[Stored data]
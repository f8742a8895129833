mod commands;
mod logging;
mod output;

use std::path::PathBuf;

use clap::{Parser, Subcommand};
use color_eyre::Result;

use commands::plan::PlanArgs;
use commands::prepare::PrepareArgs;
use commands::run::RunArgs;
use commands::validate::ValidateArgs;

/// Prepare, plan and pace GGAC simulation workflow submissions
#[derive(Parser, Debug)]
#[command(name = "ggac-sweep", version, about)]
struct Cli {
    /// Settings file (default: sweep.yml in the project root)
    #[arg(long, global = true, value_name = "FILE")]
    settings: Option<PathBuf>,

    /// Project root holding inputs/ (default: detected from the current directory)
    #[arg(long, global = true, value_name = "DIR")]
    project_root: Option<PathBuf>,

    #[command(subcommand)]
    command: Command,
}

#[derive(Subcommand, Debug)]
enum Command {
    /// Submit every parameter set in the queue, pacing between submissions
    Run(RunArgs),

    /// Prepare inputs and plan a single workflow
    Plan(PlanArgs),

    /// Write the input files for a single parameter set
    Prepare(PrepareArgs),

    /// Check the parameter file and show job counts
    Validate(ValidateArgs),
}

#[tokio::main]
async fn main() -> Result<()> {
    color_eyre::install()?;
    logging::init_logging();

    let cli = Cli::parse();
    let context = commands::Context::load(cli.settings.as_deref(), cli.project_root.as_deref())?;

    match cli.command {
        Command::Run(args) => commands::run::execute(context, args).await,
        Command::Plan(args) => commands::plan::execute(context, args).await,
        Command::Prepare(args) => commands::prepare::execute(context, args).await,
        Command::Validate(args) => commands::validate::execute(context, args),
    }
}
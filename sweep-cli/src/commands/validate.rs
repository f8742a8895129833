use crate::commands::{exit_with, Context};
use crate::output;

use std::path::PathBuf;

use clap::Args;
use color_eyre::Result;
use serde::Serialize;

use sweep_service::workflow::PROCESSING_SUPPORT_FILES;
use sweep_service::{GraphBuilder, InputCatalog, ParameterExpander, ParameterSet, Variant};

/// Validate the parameter file and show the jobs each set expands to
#[derive(Args, Debug)]
pub struct ValidateArgs {
    /// Parameter file (default: parameter_file from the settings)
    pub file: Option<PathBuf>,

    /// Print the summary as JSON on stdout
    #[arg(long)]
    pub json: bool,
}

#[derive(Debug, Serialize)]
struct SetSummary {
    sequence_number: usize,
    label: String,
    decay_mode: String,
    iterations: u32,
    jobs_per_variant: u64,
    merges_per_variant: u64,
    /// Job count per graph level; empty when the set expands to no jobs
    levels: Vec<usize>,
}

#[derive(Debug, Serialize)]
struct ValidationSummary {
    parameter_file: PathBuf,
    merge_limit: usize,
    total_submissions: u64,
    sets: Vec<SetSummary>,
}

pub fn execute(context: Context, args: ValidateArgs) -> Result<()> {
    let path = args
        .file
        .unwrap_or_else(|| context.settings.parameter_path(&context.project_root));

    if !path.exists() {
        color_eyre::eyre::bail!("Parameter file not found: {}", path.display());
    }

    if !args.json {
        output::status("Validating", &format!("{}", path.display()));
    }

    let sets = ParameterExpander::load_file(&path).unwrap_or_else(|e| exit_with(&e));
    let merge_limit = context.settings.merge_limit;

    let summaries: Vec<SetSummary> = sets
        .iter()
        .map(|params| summarize(params, merge_limit))
        .collect();

    if args.json {
        let summary = ValidationSummary {
            parameter_file: path,
            merge_limit,
            total_submissions: sets.iter().map(|p| u64::from(p.iterations)).sum(),
            sets: summaries,
        };
        println!("{}", serde_json::to_string_pretty(&summary)?);
        return Ok(());
    }

    output::check(&format!("{} parameter set(s) parsed", summaries.len()));
    for summary in &summaries {
        if summary.levels.is_empty() {
            output::warning(&format!(
                "#{} {}: event counts round to zero jobs, set will be skipped",
                summary.sequence_number, summary.label
            ));
            continue;
        }
        let levels: Vec<String> = summary.levels.iter().map(|n| n.to_string()).collect();
        output::check(&format!(
            "#{} {} ({}): {} jobs and {} merge(s) per variant, {} iteration(s), levels {}",
            summary.sequence_number,
            summary.label,
            summary.decay_mode,
            summary.jobs_per_variant,
            summary.merges_per_variant,
            summary.iterations,
            levels.join("/")
        ));
    }

    println!();
    output::success("Parameter file is valid");

    Ok(())
}

/// Expand a set against a synthetic catalog holding every required input
fn summarize(params: &ParameterSet, merge_limit: usize) -> SetSummary {
    let jobs = params.job_count();
    let limit = merge_limit.max(1) as u64;

    let required = Variant::ALL
        .iter()
        .map(|v| v.run_macro())
        .chain(PROCESSING_SUPPORT_FILES.iter().map(|s| s.to_string()));
    let catalog = InputCatalog::from_files(params.label(), required);

    let levels = GraphBuilder::new(merge_limit)
        .build(params, 0, &catalog)
        .ok()
        .and_then(|graph| {
            let levels = graph.levels().ok()?;
            Some(levels.iter().map(|level| level.len()).collect())
        })
        .unwrap_or_default();

    SetSummary {
        sequence_number: params.sequence_number,
        label: params.label(),
        decay_mode: params.decay_mode.to_string(),
        iterations: params.iterations,
        jobs_per_variant: jobs,
        merges_per_variant: jobs.div_ceil(limit),
        levels,
    }
}
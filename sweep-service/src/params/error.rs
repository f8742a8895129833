// Configuration error types with helpful error messages
// Carries the offending row and field plus suggestions for common mistakes

use std::fmt;

/// Malformed or missing configuration data
#[derive(Debug, Clone)]
pub struct ConfigParseError {
    /// Error message
    pub message: String,
    /// Data row (0-based, header excluded) if known
    pub row: Option<usize>,
    /// Field the error refers to
    pub field: Option<String>,
    /// Optional suggestion for fixing the error
    pub suggestion: Option<String>,
    /// The kind of error
    pub kind: ConfigParseErrorKind,
}

#[derive(Debug, Clone, Copy, PartialEq, Eq)]
pub enum ConfigParseErrorKind {
    /// Required field absent or empty
    MissingField,
    /// Field present but not a number
    InvalidNumber,
    /// Number present but outside the accepted range
    InvalidValue,
    /// Malformed CSV (unbalanced rows, bad quoting)
    CsvSyntax,
    /// IO error (file not found, etc.)
    IoError,
}

impl ConfigParseError {
    pub fn new(message: impl Into<String>, kind: ConfigParseErrorKind) -> Self {
        Self {
            message: message.into(),
            row: None,
            field: None,
            suggestion: None,
            kind,
        }
    }

    pub fn missing_field(field: &str) -> Self {
        Self::new(
            format!("missing required field '{}'", field),
            ConfigParseErrorKind::MissingField,
        )
        .with_field(field)
    }

    pub fn invalid_number(field: &str, value: &str) -> Self {
        Self::new(
            format!("field '{}' must be numeric, found '{}'", field, value),
            ConfigParseErrorKind::InvalidNumber,
        )
        .with_field(field)
    }

    pub fn invalid_value(field: &str, message: impl Into<String>) -> Self {
        Self::new(
            format!("field '{}' {}", field, message.into()),
            ConfigParseErrorKind::InvalidValue,
        )
        .with_field(field)
    }

    pub fn with_row(mut self, row: usize) -> Self {
        self.row = Some(row);
        self
    }

    pub fn with_field(mut self, field: impl Into<String>) -> Self {
        self.field = Some(field.into());
        self
    }

    pub fn with_suggestion(mut self, suggestion: impl Into<String>) -> Self {
        self.suggestion = Some(suggestion.into());
        self
    }

    fn with_suggestion_opt(mut self, suggestion: Option<String>) -> Self {
        self.suggestion = suggestion;
        self
    }

    /// Create from a csv reader error
    pub fn from_csv_error(err: &csv::Error) -> Self {
        let kind = if err.is_io_error() {
            ConfigParseErrorKind::IoError
        } else {
            ConfigParseErrorKind::CsvSyntax
        };

        let mut parsed = Self::new(err.to_string(), kind);
        // Record numbers count the header as record 0
        if let Some(position) = err.position() {
            if position.record() > 0 {
                parsed = parsed.with_row(position.record() as usize - 1);
            }
        }

        let suggestion = match err.kind() {
            csv::ErrorKind::UnequalLengths { .. } => {
                Some("every row needs a value for each header column".to_string())
            }
            _ => None,
        };

        parsed.with_suggestion_opt(suggestion)
    }

    /// Suggest a fix for a missing field by looking at the keys the row does have
    pub fn with_field_suggestion<'a>(self, present: impl IntoIterator<Item = &'a String>) -> Self {
        let Some(field) = self.field.clone() else {
            return self;
        };
        let suggestion = suggest_field_name(&field, present);
        self.with_suggestion_opt(suggestion)
    }
}

impl fmt::Display for ConfigParseError {
    fn fmt(&self, f: &mut fmt::Formatter<'_>) -> fmt::Result {
        write!(f, "config error: {}", self.message)?;
        if let Some(row) = self.row {
            write!(f, " (row {})", row)?;
        }
        if let Some(suggestion) = &self.suggestion {
            write!(f, "; help: {}", suggestion)?;
        }
        Ok(())
    }
}

impl std::error::Error for ConfigParseError {}

/// Result type for configuration parsing
pub type ConfigParseResult<T> = Result<T, ConfigParseError>;

/// Common misspellings of the configuration headers
const FIELD_ALIASES: &[(&str, &str)] = &[
    ("element", "z"),
    ("isotope", "a"),
    ("decay", "decay_mode"),
    ("mode", "decay_mode"),
    ("g1", "gamma1"),
    ("g2", "gamma2"),
    ("r", "radius"),
    ("events", "total_events"),
    ("batch_events", "events_per_sim"),
    ("events_per_simulation", "events_per_sim"),
    ("batch_size", "events_per_sim"),
    ("iteration", "iterations"),
];

fn suggest_field_name<'a>(
    missing: &str,
    present: impl IntoIterator<Item = &'a String>,
) -> Option<String> {
    for key in present {
        let normalized = key.trim().to_lowercase();
        if normalized == missing && key != missing {
            return Some(format!("rename header '{}' to '{}'", key, missing));
        }
        for (alias, correct) in FIELD_ALIASES {
            if normalized == *alias && *correct == missing {
                return Some(format!("did you mean '{}' instead of '{}'?", missing, key));
            }
        }
    }
    None
}
// Submission Throttling
// Decides when the scheduler pauses between workflow submissions

use std::time::Duration;

/// How successive submissions are paced
#[derive(Debug, Clone, Copy, PartialEq, Eq)]
pub enum ThrottleMode {
    /// Wait after every submission
    Simple,
    /// Wait between distinct parameter sets, and after `batch_limit`
    /// consecutive iterations of the same set
    BatchLimited { batch_limit: u32 },
}

/// Pacing mode plus wait length
#[derive(Debug, Clone, Copy, PartialEq, Eq)]
pub struct ThrottlePolicy {
    pub mode: ThrottleMode,
    pub wait: Duration,
}

impl ThrottlePolicy {
    pub fn new(mode: ThrottleMode, wait: Duration) -> Self {
        Self { mode, wait }
    }

    pub fn simple(wait: Duration) -> Self {
        Self::new(ThrottleMode::Simple, wait)
    }

    pub fn batch_limited(batch_limit: u32, wait: Duration) -> Self {
        Self::new(
            ThrottleMode::BatchLimited {
                batch_limit: batch_limit.max(1),
            },
            wait,
        )
    }

    /// Production wait lengths: 7 hours simple, 5 hours batch-limited
    pub fn default_wait_hours(mode: ThrottleMode) -> f64 {
        match mode {
            ThrottleMode::Simple => 7.0,
            ThrottleMode::BatchLimited { .. } => 5.0,
        }
    }
}

impl Default for ThrottlePolicy {
    fn default() -> Self {
        let mode = ThrottleMode::Simple;
        Self::new(
            mode,
            Duration::from_secs((Self::default_wait_hours(mode) * 3600.0) as u64),
        )
    }
}

/// Consecutive-submission counter driving wait decisions
#[derive(Debug, Clone, Default)]
pub struct PacingState {
    consecutive: u32,
}

impl PacingState {
    pub fn new() -> Self {
        Self::default()
    }

    /// Submissions since the last wait or set change
    pub fn consecutive(&self) -> u32 {
        self.consecutive
    }

    /// Reset the counter when the scheduler moves to a new parameter set
    pub fn start_set(&mut self) {
        self.consecutive = 0;
    }

    /// Record a successful submission and decide whether to wait after it.
    ///
    /// `remaining_sets` counts the current set plus everything still queued.
    /// Nothing waits after the final submission of the run.
    pub fn record_submission(
        &mut self,
        policy: &ThrottlePolicy,
        remaining_sets: usize,
        final_submission: bool,
    ) -> bool {
        self.consecutive += 1;
        if final_submission {
            return false;
        }

        let wait = match policy.mode {
            ThrottleMode::Simple => true,
            ThrottleMode::BatchLimited { batch_limit } => {
                remaining_sets > 1 || self.consecutive >= batch_limit
            }
        };
        if wait {
            self.consecutive = 0;
        }
        wait
    }
}
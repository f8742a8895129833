use crate::commands::{exit_with, Context, NuclideArgs};
use crate::output;

use std::path::PathBuf;

use clap::Args;
use color_eyre::Result;

use sweep_service::{prepare_row, FilePreparer, InputCatalog};

/// Write decay, evaporation, multipole and run-macro files for one parameter set
#[derive(Args, Debug)]
pub struct PrepareArgs {
    #[command(flatten)]
    pub nuclide: NuclideArgs,

    /// Events per simulation job
    #[arg(short = 'b', long = "batch-events", value_name = "N")]
    pub batch_events: String,

    /// Target directory (default: inputs/user-data/<label> under the project root)
    #[arg(long, value_name = "DIR")]
    pub data_dir: Option<PathBuf>,
}

pub async fn execute(context: Context, args: PrepareArgs) -> Result<()> {
    let row = args.nuclide.to_row(&args.batch_events, &args.batch_events);
    let preparer = FilePreparer::for_project(&context.project_root);
    let (params, written) = prepare_row(&preparer, &row, &context.project_root, args.data_dir)
        .await
        .unwrap_or_else(|e| exit_with(&e));
    output::status("Prepared", &format!("{} ({})", written.display(), params.label()));

    let catalog = InputCatalog::scan(&written)?;
    for file in catalog.files() {
        output::dim(&format!("  {}", file));
    }
    println!();
    output::success(&format!("{} input files in {}", catalog.len(), written.display()));

    Ok(())
}
// Pegasus Workflow Backend
// Emits properties, site catalog and workflow YAML, then drives pegasus-plan

use crate::config::BackendSettings;
use crate::runners::{SubmissionError, SubmitOptions, WorkflowBackend, WorkflowHandle};
use crate::workflow::{JobGraph, JobKind, JobNode};

use serde::Serialize;
use std::collections::BTreeMap;
use std::path::{Path, PathBuf};
use tracing::{debug, info};

const PEGASUS_VERSION: &str = "5.0";
const PROPERTIES_FILE: &str = "pegasus.properties";
const SITES_FILE: &str = "sites.yml";
const WORKFLOW_FILE: &str = "workflow.yml";

type Profiles = BTreeMap<String, BTreeMap<String, String>>;

/// Submits job graphs through the Pegasus planner
#[derive(Debug, Clone)]
pub struct PegasusBackend {
    settings: BackendSettings,
    /// Root holding `bin/` with the job wrapper scripts
    project_root: PathBuf,
}

/// Files written for one planner invocation
#[derive(Debug, Clone, PartialEq, Eq)]
pub struct PlanFiles {
    pub dir: PathBuf,
    pub properties: PathBuf,
    pub sites: PathBuf,
    pub workflow: PathBuf,
}

#[derive(Debug, Serialize)]
pub struct SiteCatalog {
    pegasus: &'static str,
    sites: Vec<Site>,
}

#[derive(Debug, Serialize)]
struct Site {
    name: String,
    arch: &'static str,
    #[serde(rename = "os.type", skip_serializing_if = "Option::is_none")]
    os_type: Option<&'static str>,
    #[serde(skip_serializing_if = "Vec::is_empty")]
    directories: Vec<SiteDirectory>,
    #[serde(skip_serializing_if = "BTreeMap::is_empty")]
    profiles: Profiles,
}

#[derive(Debug, Serialize)]
#[serde(rename_all = "camelCase")]
struct SiteDirectory {
    #[serde(rename = "type")]
    kind: &'static str,
    path: String,
    file_servers: Vec<FileServer>,
}

#[derive(Debug, Serialize)]
struct FileServer {
    operation: &'static str,
    url: String,
}

#[derive(Debug, Serialize)]
#[serde(rename_all = "camelCase")]
pub struct WorkflowDocument {
    pegasus: &'static str,
    name: String,
    replica_catalog: ReplicaCatalog,
    transformation_catalog: TransformationCatalog,
    jobs: Vec<WorkflowJob>,
    job_dependencies: Vec<JobDependency>,
}

#[derive(Debug, Serialize)]
struct ReplicaCatalog {
    replicas: Vec<Replica>,
}

#[derive(Debug, Serialize)]
struct Replica {
    lfn: String,
    pfns: Vec<Pfn>,
}

#[derive(Debug, Serialize)]
struct Pfn {
    site: &'static str,
    pfn: String,
}

#[derive(Debug, Serialize)]
struct TransformationCatalog {
    transformations: Vec<Transformation>,
}

#[derive(Debug, Serialize)]
struct Transformation {
    name: &'static str,
    sites: Vec<TransformationSite>,
}

#[derive(Debug, Serialize)]
struct TransformationSite {
    name: &'static str,
    pfn: String,
    #[serde(rename = "type")]
    kind: &'static str,
    arch: &'static str,
}

#[derive(Debug, Serialize)]
struct WorkflowJob {
    #[serde(rename = "type")]
    kind: &'static str,
    name: &'static str,
    id: String,
    arguments: Vec<String>,
    uses: Vec<FileUse>,
    profiles: Profiles,
}

#[derive(Debug, Serialize)]
#[serde(rename_all = "camelCase")]
struct FileUse {
    lfn: String,
    #[serde(rename = "type")]
    kind: &'static str,
    #[serde(skip_serializing_if = "Option::is_none")]
    stage_out: Option<bool>,
    #[serde(skip_serializing_if = "Option::is_none")]
    register_replica: Option<bool>,
}

#[derive(Debug, Serialize)]
struct JobDependency {
    id: String,
    children: Vec<String>,
}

• WHAT TO DO
Please give the number of lines above containing "GraphBuilder" and nothing else.

• ANSWER
2